ISSN: 2157-7064
+44 1300 500008
Research Article - (2013) Volume 4, Issue 9
We have developed suite of bioinformatics algorithms for automated identification and classification of microbes based on comparative analysis of protein sequences. This application uses sequence information of microbial proteins revealed by mass spectrometry-based proteomics for identification and phyloproteomics classification. The algorithms transforms results of searching product ion spectra of peptide ions against a protein database, performed by commercially available software (e.g. SEQUEST), into a taxonomically meaningful and easy to interpret output. To achieve this goal we constructed a custom protein database composed of theoretical proteomes derived from all fully sequenced bacterial genomes (1204 microorganisms as of August 25th, 2010) in a FASTA format. Each protein sequence in the database is supplemented with information on a source organism and chromosomal position of each protein coding open reading frame (ORF) is embedded into the protein sequence header. In addition this information is linked with a taxonomic position of each database bacterium. ABOid analyzes SEQUEST search results files to provide the probabilities that peptide sequence assignments to a product ion mass spectrum (MS/MS) are correct and uses the accepted spectrum–to-sequence matches to generate a sequence-to-organism (STO) matrix of assignments. Because peptide sequences are differentially present or absent in various strains being compared this allows for the classification of bacterial species in a high throughput manner. For this purpose, STO matrices of assignments, viewed as assignment bitmaps, are next analyzed by a ABOid module that uses phylogenetic relationships between bacterial species as a part of decision tree process, and by applying multivariate statistical techniques (principal component and cluster analysis), to reveal relationship of the analyzed unknown sample to the database microorganisms. Our bacterial classification and identification algorithm uses assignments of an analyzed organism to taxonomic groups based on an organized scheme that begins at the phylum level and follows through classes, orders, families and genus down to strain level.
It is a challenging task to translate the raw proteomics data, generated during high throughput MS experiments, into biologically meaningful results that are suitable for the classification and identification of agents of biological origin (ABO).

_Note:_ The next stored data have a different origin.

#![warn(missing_docs)]

//! Print cost estimation for keyforge.
//!
//! Combines filament length and estimated print time with economic
//! parameters (material price, electricity, depreciation, labor) into a
//! [`CostBreakdown`]. Defaults model a Prusa MK3 printing PLA.
//!
//! Two asymmetries are deliberate:
//!
//! - The cost formulas use the *unmargined* print time, while the reported
//!   duration carries a ×1.5 safety margin. Both values are exposed so
//!   callers can test them independently.
//! - `update_price_per_kg` / `update_electricity_rate` bound any change to
//!   ±50% of the ORIGINAL reference constants, not the last-applied value,
//!   so repeated small updates cannot walk the price arbitrarily far.

use serde::{Deserialize, Serialize};
use std::f64::consts::PI;
use thiserror::Error;

/// Safety margin applied to the *reported* print duration.
pub const TIME_SAFETY_MARGIN: f64 = 1.5;

/// Reference PLA price used as the anchor for bounded updates (USD/kg).
pub const REFERENCE_PRICE_PER_KG: f64 = 25.0;

/// Reference electricity rate used as the anchor for bounded updates (USD/kWh).
pub const REFERENCE_ELECTRICITY_PER_KWH: f64 = 0.20;

/// Maximum relative deviation from a reference value an update may apply.
const UPDATE_TOLERANCE: f64 = 0.5;

/// Errors for invalid economic parameters.
#[derive(Error, Debug)]
pub enum CostError {
    /// A parameter is out of its valid range.
    #[error("invalid parameters: {0}")]
    InvalidParameters(String),
}

/// Result type for cost operations.
pub type Result<T> = std::result::Result<T, CostError>;

/// Economic parameters for the cost model.
///
/// An owned configuration value: each caller receives its own instance and
/// passes it by reference into [`estimate_cost`]. The bounded update
/// methods take `&mut self`; concurrent callers must provide their own
/// synchronization around a shared instance.
#[derive(Debug, Clone, Serialize, Deserialize)]
pub struct EconomicParameters {
    /// Printer purchase price (USD).
    pub printer_price: f64,
    /// Expected printer lifetime (hours).
    pub depreciation_hours: f64,
    /// Printer power draw (W).
    pub power_w: f64,
    /// Filament density (g/cm³).
    pub density_g_cm3: f64,
    /// Filament price (USD/kg).
    pub price_per_kg: f64,
    /// Filament diameter (mm).
    pub filament_diameter_mm: f64,
    /// Electricity rate (USD/kWh).
    pub electricity_per_kwh: f64,
    /// Labor rate (USD/hour).
    pub labor_per_hour: f64,
}

impl Default for EconomicParameters {
    /// Prusa MK3 printing PLA.
    fn default() -> Self {
        Self {
            printer_price: 750.0,
            depreciation_hours: 10_000.0,
            power_w: 100.0,
            density_g_cm3: 1.24,
            price_per_kg: REFERENCE_PRICE_PER_KG,
            filament_diameter_mm: 1.75,
            electricity_per_kwh: REFERENCE_ELECTRICITY_PER_KWH,
            labor_per_hour: 10.0,
        }
    }
}

/// Outcome of a bounded parameter update.
#[derive(Debug, Clone, PartialEq, Serialize, Deserialize)]
pub enum UpdateOutcome {
    /// The new value was applied.
    Applied {
        /// The value that was replaced.
        previous: f64,
    },
    /// The update deviated too far from the reference value; the
    /// configuration is unchanged.
    Rejected {
        /// Human-readable explanation of the rejection.
        reason: String,
    },
}

impl UpdateOutcome {
    /// True if the update was applied.
    pub fn is_applied(&self) -> bool {
        matches!(self, UpdateOutcome::Applied { .. })
    }
}

impl EconomicParameters {
    /// Validate that all parameters are physically sensible.
    pub fn validate(&self) -> Result<()> {
        if self.depreciation_hours <= 0.0 {
            return Err(CostError::InvalidParameters(
                "depreciation_hours must be positive".into(),
            ));
        }
        if self.filament_diameter_mm <= 0.0 {
            return Err(CostError::InvalidParameters(
                "filament_diameter_mm must be positive".into(),
            ));
        }
        if self.density_g_cm3 <= 0.0 {
            return Err(CostError::InvalidParameters(
                "density_g_cm3 must be positive".into(),
            ));
        }
        Ok(())
    }

    /// Update the filament price, bounded to ±50% of
    /// [`REFERENCE_PRICE_PER_KG`]. Out-of-bounds updates are a no-op.
    pub fn update_price_per_kg(&mut self, new_value: f64) -> UpdateOutcome {
        Self::bounded_update(
            &mut self.price_per_kg,
            new_value,
            REFERENCE_PRICE_PER_KG,
            "price_per_kg",
        )
    }

    /// Update the electricity rate, bounded to ±50% of
    /// [`REFERENCE_ELECTRICITY_PER_KWH`]. Out-of-bounds updates are a no-op.
    pub fn update_electricity_rate(&mut self, new_value: f64) -> UpdateOutcome {
        Self::bounded_update(
            &mut self.electricity_per_kwh,
            new_value,
            REFERENCE_ELECTRICITY_PER_KWH,
            "electricity_per_kwh",
        )
    }

    fn bounded_update(slot: &mut f64, new_value: f64, reference: f64, name: &str) -> UpdateOutcome {
        // The bound is anchored to the original reference, never to the
        // last-applied value.
        if (new_value - reference).abs() > UPDATE_TOLERANCE * reference {
            let reason = format!(
                "{name} update to {new_value} rejected: deviates more than {:.0}% \
                 from the reference value {reference}",
                UPDATE_TOLERANCE * 100.0
            );
            log::warn!("{reason}");
            return UpdateOutcome::Rejected { reason };
        }
        let previous = *slot;
        *slot = new_value;
        UpdateOutcome::Applied { previous }
    }
}

/// Itemized cost of one print job.
#[derive(Debug, Clone, Serialize, Deserialize)]
pub struct CostBreakdown {
    /// Filament material cost (USD).
    pub material_cost: f64,
    /// Electricity cost (USD).
    pub electricity_cost: f64,
    /// Printer depreciation cost (USD).
    pub depreciation_cost: f64,
    /// Labor cost (USD).
    pub labor_cost: f64,
    /// Sum of the four components (USD).
    pub total_cost: f64,
    /// Unmargined print time used by the cost formulas (hours).
    pub time_hours: f64,
    /// Reported duration with the ×1.5 safety margin applied (hours).
    pub margined_time_hours: f64,
}

/// Estimate the cost of a print from filament length and print time.
///
/// `time_hours` is the raw kinematic estimate; the returned
/// [`CostBreakdown::margined_time_hours`] multiplies it by
/// [`TIME_SAFETY_MARGIN`] while the cost components use the raw value.
pub fn estimate_cost(
    filament_mm: f64,
    time_hours: f64,
    params: &EconomicParameters,
) -> CostBreakdown {
    let radius_mm = params.filament_diameter_mm / 2.0;
    let volume_mm3 = PI * radius_mm * radius_mm * filament_mm;
    let volume_cm3 = volume_mm3 / 1000.0;
    let weight_kg = volume_cm3 * params.density_g_cm3 / 1000.0;
    let material_cost = weight_kg * params.price_per_kg;

    let electricity_cost = (params.power_w / 1000.0) * time_hours * params.electricity_per_kwh;
    let depreciation_cost = (params.printer_price / params.depreciation_hours) * time_hours;
    let labor_cost = time_hours * params.labor_per_hour;

    CostBreakdown {
        material_cost,
        electricity_cost,
        depreciation_cost,
        labor_cost,
        total_cost: material_cost + electricity_cost + depreciation_cost + labor_cost,
        time_hours,
        margined_time_hours: time_hours * TIME_SAFETY_MARGIN,
    }
}

#[cfg(test)]
mod tests {
    use super::*;
    use approx::assert_relative_eq;

    #[test]
    fn test_material_cost_formula() {
        let params = EconomicParameters::default();
        // 1000mm of 1.75mm filament.
        let breakdown = estimate_cost(1000.0, 0.0, &params);
        let expected_volume_cm3 = PI * 0.875 * 0.875 * 1000.0 / 1000.0;
        let expected = expected_volume_cm3 * 1.24 / 1000.0 * 25.0;
        assert_relative_eq!(breakdown.material_cost, expected);
        assert_relative_eq!(breakdown.electricity_cost, 0.0);
    }

    #[test]
    fn test_cost_linear_in_time() {
        let params = EconomicParameters::default();
        let one = estimate_cost(0.0, 1.0, &params);
        let two = estimate_cost(0.0, 2.0, &params);
        assert_relative_eq!(two.electricity_cost, 2.0 * one.electricity_cost);
        assert_relative_eq!(two.depreciation_cost, 2.0 * one.depreciation_cost);
        assert_relative_eq!(two.labor_cost, 2.0 * one.labor_cost);
        assert_relative_eq!(two.total_cost, 2.0 * one.total_cost);
    }

    #[test]
    fn test_cost_linear_in_filament() {
        let params = EconomicParameters::default();
        let one = estimate_cost(500.0, 0.0, &params);
        let two = estimate_cost(1000.0, 0.0, &params);
        assert_relative_eq!(two.material_cost, 2.0 * one.material_cost);
    }

    #[test]
    fn test_doubling_labor_rate_doubles_labor_cost() {
        let params = EconomicParameters::default();
        let doubled = EconomicParameters {
            labor_per_hour: params.labor_per_hour * 2.0,
            ..params.clone()
        };
        let a = estimate_cost(100.0, 2.0, &params);
        let b = estimate_cost(100.0, 2.0, &doubled);
        assert_relative_eq!(b.labor_cost, 2.0 * a.labor_cost);
    }

    #[test]
    fn test_margin_asymmetry_preserved() {
        // Costs use the raw time; only the reported duration is margined.
        let params = EconomicParameters::default();
        let breakdown = estimate_cost(0.0, 2.0, &params);
        assert_relative_eq!(breakdown.time_hours, 2.0);
        assert_relative_eq!(breakdown.margined_time_hours, 3.0);
        assert_relative_eq!(breakdown.labor_cost, 20.0);
    }

    #[test]
    fn test_bounded_update_accepts_within_50_percent() {
        let mut params = EconomicParameters::default();
        let outcome = params.update_price_per_kg(30.0);
        assert!(outcome.is_applied());
        assert_relative_eq!(params.price_per_kg, 30.0);
    }

    #[test]
    fn test_bounded_update_rejects_beyond_50_percent() {
        let mut params = EconomicParameters::default();
        let outcome = params.update_price_per_kg(40.0);
        assert!(!outcome.is_applied());
        assert_relative_eq!(params.price_per_kg, REFERENCE_PRICE_PER_KG);
    }

    #[test]
    fn test_bound_anchored_to_reference_not_current() {
        let mut params = EconomicParameters::default();
        assert!(params.update_price_per_kg(35.0).is_applied());
        // 47 is within 50% of 35 but not of the original 25 — rejected.
        assert!(!params.update_price_per_kg(47.0).is_applied());
        assert_relative_eq!(params.price_per_kg, 35.0);
    }

    #[test]
    fn test_electricity_update_bounds() {
        let mut params = EconomicParameters::default();
        assert!(params.update_electricity_rate(0.25).is_applied());
        assert!(!params.update_electricity_rate(0.50).is_applied());
        assert_relative_eq!(params.electricity_per_kwh, 0.25);
    }

    #[test]
    fn test_validate() {
        let params = EconomicParameters {
            depreciation_hours: 0.0,
            ..Default::default()
        };
        assert!(params.validate().is_err());
        assert!(EconomicParameters::default().validate().is_ok());
    }
}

Automated detection and identification of pathogenic microorganisms is highly important in many areas of public health. Currently, more than 1200 bacteria have been fully sequenced and more 541 sequencing projects are in progress as of August 25th, 2010. Completely sequenced genomes provide amino acid sequence information of every protein potentially expressed by these organisms. Hence, the combination of this resource with mass spectrometry (MS) technologies capable of identifying amino acid sequences of proteins [1] enables one to design new procedures for the identification and classification of bacteria based on querying proteomic sequences.

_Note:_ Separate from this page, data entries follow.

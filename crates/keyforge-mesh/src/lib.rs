#![warn(missing_docs)]

//! Indexed triangle mesh type for the keyforge pipeline.
//!
//! The relief extruder and base synthesizer both produce [`TriangleMesh`]
//! values, which the assembler merges and the STL module exports. Vertices
//! are deduplicated and shared between triangles via the index buffer.

use std::collections::HashMap;

pub mod stl;

pub use stl::{to_stl_bytes, write_stl};

use thiserror::Error;

/// Errors returned by mesh operations.
#[derive(Error, Debug)]
pub enum MeshError {
    /// Mesh has no triangles.
    #[error("mesh is empty")]
    EmptyMesh,

    /// An I/O error occurred during export.
    #[error("IO error: {0}")]
    Io(#[from] std::io::Error),
}

/// Result type for mesh operations.
pub type Result<T> = std::result::Result<T, MeshError>;

/// An indexed triangle mesh.
#[derive(Debug, Clone, Default)]
pub struct TriangleMesh {
    /// Flat array of vertex positions: `[x0, y0, z0, x1, y1, z1, ...]` (f32).
    pub vertices: Vec<f32>,
    /// Flat array of triangle indices: `[i0, i1, i2, ...]` (u32).
    pub indices: Vec<u32>,
}

impl TriangleMesh {
    /// Create an empty mesh.
    pub fn new() -> Self {
        Self {
            vertices: Vec::new(),
            indices: Vec::new(),
        }
    }

    /// Number of triangles.
    pub fn num_triangles(&self) -> usize {
        self.indices.len() / 3
    }

    /// Number of vertices.
    pub fn num_vertices(&self) -> usize {
        self.vertices.len() / 3
    }

    /// True if the mesh has no triangles.
    pub fn is_empty(&self) -> bool {
        self.indices.is_empty()
    }

    /// Append a vertex and return its index.
    pub fn push_vertex(&mut self, x: f32, y: f32, z: f32) -> u32 {
        let idx = self.num_vertices() as u32;
        self.vertices.push(x);
        self.vertices.push(y);
        self.vertices.push(z);
        idx
    }

    /// Append a triangle referencing three existing vertices.
    pub fn push_triangle(&mut self, a: u32, b: u32, c: u32) {
        self.indices.push(a);
        self.indices.push(b);
        self.indices.push(c);
    }

    /// Merge another mesh into this one.
    pub fn merge(&mut self, other: &TriangleMesh) {
        let offset = self.num_vertices() as u32;
        self.vertices.extend_from_slice(&other.vertices);
        self.indices
            .extend(other.indices.iter().map(|&i| i + offset));
    }

    /// Axis-aligned bounding box as `(min, max)`, or `None` for an empty mesh.
    pub fn bounds(&self) -> Option<([f64; 3], [f64; 3])> {
        if self.vertices.is_empty() {
            return None;
        }

        let mut min = [f64::MAX, f64::MAX, f64::MAX];
        let mut max = [f64::MIN, f64::MIN, f64::MIN];

        for i in 0..self.num_vertices() {
            let x = self.vertices[i * 3] as f64;
            let y = self.vertices[i * 3 + 1] as f64;
            let z = self.vertices[i * 3 + 2] as f64;

            min[0] = min[0].min(x);
            min[1] = min[1].min(y);
            min[2] = min[2].min(z);
            max[0] = max[0].max(x);
            max[1] = max[1].max(y);
            max[2] = max[2].max(z);
        }

        Some((min, max))
    }

    /// Uniformly scale every vertex about the origin.
    pub fn scale_uniform(&mut self, factor: f64) {
        for v in &mut self.vertices {
            *v = (*v as f64 * factor) as f32;
        }
    }

    /// Translate every vertex by `(dx, dy, dz)`.
    pub fn translate(&mut self, dx: f64, dy: f64, dz: f64) {
        for i in 0..self.num_vertices() {
            self.vertices[i * 3] = (self.vertices[i * 3] as f64 + dx) as f32;
            self.vertices[i * 3 + 1] = (self.vertices[i * 3 + 1] as f64 + dy) as f32;
            self.vertices[i * 3 + 2] = (self.vertices[i * 3 + 2] as f64 + dz) as f32;
        }
    }

    /// One midpoint subdivision pass: each triangle is split into four
    /// children through its edge midpoints. Midpoints on shared edges are
    /// deduplicated so the subdivided mesh stays indexed.
    pub fn subdivide(&self) -> TriangleMesh {
        let mut out = TriangleMesh {
            vertices: self.vertices.clone(),
            indices: Vec::with_capacity(self.indices.len() * 4),
        };

        let mut midpoints: HashMap<(u32, u32), u32> = HashMap::new();

        let mut midpoint = |mesh: &mut TriangleMesh, a: u32, b: u32| -> u32 {
            let key = if a < b { (a, b) } else { (b, a) };
            if let Some(&idx) = midpoints.get(&key) {
                return idx;
            }
            let (ai, bi) = (a as usize * 3, b as usize * 3);
            let mx = (mesh.vertices[ai] + mesh.vertices[bi]) * 0.5;
            let my = (mesh.vertices[ai + 1] + mesh.vertices[bi + 1]) * 0.5;
            let mz = (mesh.vertices[ai + 2] + mesh.vertices[bi + 2]) * 0.5;
            let idx = mesh.push_vertex(mx, my, mz);
            midpoints.insert(key, idx);
            idx
        };

        for tri in self.indices.chunks_exact(3) {
            let (a, b, c) = (tri[0], tri[1], tri[2]);
            let ab = midpoint(&mut out, a, b);
            let bc = midpoint(&mut out, b, c);
            let ca = midpoint(&mut out, c, a);

            out.push_triangle(a, ab, ca);
            out.push_triangle(ab, b, bc);
            out.push_triangle(ca, bc, c);
            out.push_triangle(ab, bc, ca);
        }

        out
    }
}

To this end, gel-free proteomic procedures based on coupling liquid chromatography (LC) electrospray ionization (ESI) or matrix-assisted laser desorption/ionization (MALDI) with tandem mass spectrometry (MS/MS) analysis of peptides generated from cellular proteins is being developed as an attractive technological platform for identification and classification of microorganisms [2-6].
Although the MS/MS based sequencing of peptides by using database search engines or by de novo sequencing of peptides are common practices [7], it is still a challenging task how to translate the raw data generated from MS/MS experiments into biologically meaningful and easy to interpret results suitable for identification and classification of microorganisms with high confidence.
We present a suite of bioinformatics algorithms for an automated identification and classification of bacteria based on the peptide sequence information generated from LC ESI MS/MS analysis of tryptic digests of bacterial protein extracts and profiling of the sequenced peptides to create a matrix of sequence-to-organism (STO) assignments. Using database bacteria proteomes as a reference, we have developed an unsupervised approach to reveal the relatedness between the test and database microorganisms. This binary matrix is analyzed using diverse visualization and multivariate statistical techniques for bacterial classification and identification.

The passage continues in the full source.